• **Entries taken from a collection**:

* * * *

//! Best-effort extraction of one named cookie from raw `Set-Cookie` text.
//!
//! # Design
//! The raw header is semi-structured: `name=value` pairs and attributes
//! separated by `;`. The default `Substring` mode reproduces the historical
//! parse exactly — first case-sensitive occurrence of the name anywhere in
//! the text, value starts `len(name)+1` bytes later, value ends at the next
//! `;` or at end of text. That parse can false-match a name that is a
//! substring of another cookie's name (`id` inside `userid=5`); callers that
//! cannot tolerate this select `Exact`, which only matches whole
//! `name=value` tokens.

/// How cookie names are located in the raw `Set-Cookie` text.
#[derive(Debug, Clone, Copy, PartialEq, Eq, Default)]
pub enum CookieMatch {
    /// First raw substring occurrence of the name; may false-match inside a
    /// longer cookie name.
    #[default]
    Substring,
    /// Whole-token `name=value` matching only.
    Exact,
}

/// Extract the value of `name` from raw `Set-Cookie` text, or `None` if no
/// cookie with that name is present.
pub fn extract(raw: &str, name: &str, mode: CookieMatch) -> Option<String> {
    match mode {
        CookieMatch::Substring => extract_substring(raw, name),
        CookieMatch::Exact => extract_exact(raw, name),
    }
}

fn extract_substring(raw: &str, name: &str) -> Option<String> {
    let at = raw.find(name)?;
    // The byte after the matched name is assumed to be the `=` separator.
    let start = at + name.len() + 1;
    let rest = raw.get(start..).unwrap_or("");
    let value = match rest.find(';') {
        Some(end) => &rest[..end],
        None => rest,
    };
    log::debug!("parsed cookie {name}={value}");
    Some(value.to_string())
}

fn extract_exact(raw: &str, name: &str) -> Option<String> {
    for pair in raw.split(';') {
        let pair = pair.trim_start();
        if let Some((key, value)) = pair.split_once('=') {
            if key == name {
                log::debug!("parsed cookie {name}={value}");
                return Some(value.to_string());
            }
        }
    }
    None
}

#[cfg(test)]
mod tests {
    use super::*;

    const RAW: &str = "a=1; sess=abc123; path=/";

    #[test]
    fn finds_cookie_in_the_middle() {
        assert_eq!(extract(RAW, "sess", CookieMatch::Substring).as_deref(), Some("abc123"));
    }

    #[test]
    fn finds_first_cookie() {
        assert_eq!(extract(RAW, "a", CookieMatch::Substring).as_deref(), Some("1"));
    }

    #[test]
    fn missing_cookie_is_none() {
        assert_eq!(extract(RAW, "missing", CookieMatch::Substring), None);
    }

    #[test]
    fn value_runs_to_end_without_semicolon() {
        assert_eq!(
            extract("sess=abc123", "sess", CookieMatch::Substring).as_deref(),
            Some("abc123")
        );
    }

    #[test]
    fn empty_value() {
        assert_eq!(extract("sess=; a=1", "sess", CookieMatch::Substring).as_deref(), Some(""));
    }

    #[test]
    fn name_at_end_of_text_yields_empty_value() {
        assert_eq!(extract("a=1; sess", "sess", CookieMatch::Substring).as_deref(), Some(""));
    }

    #[test]
    fn substring_mode_false_matches_inside_longer_name() {
        // Known weak-parse behavior: "id" matches inside "userid".
        assert_eq!(extract("userid=5", "id", CookieMatch::Substring).as_deref(), Some("5"));
    }

    #[test]
    fn exact_mode_rejects_substring_of_longer_name() {
        assert_eq!(extract("userid=5", "id", CookieMatch::Exact), None);
    }

    #[test]
    fn exact_mode_finds_whole_token() {
        assert_eq!(
            extract("userid=5; id=9", "id", CookieMatch::Exact).as_deref(),
            Some("9")
        );
    }

    #[test]
    fn matching_is_case_sensitive() {
        assert_eq!(extract(RAW, "SESS", CookieMatch::Substring), None);
        assert_eq!(extract(RAW, "SESS", CookieMatch::Exact), None);
    }
}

* * * *

• **What the task asks**: Among the lines above, count those containing the word "parsed" and give nothing but the result.

• **Problem solution**: 2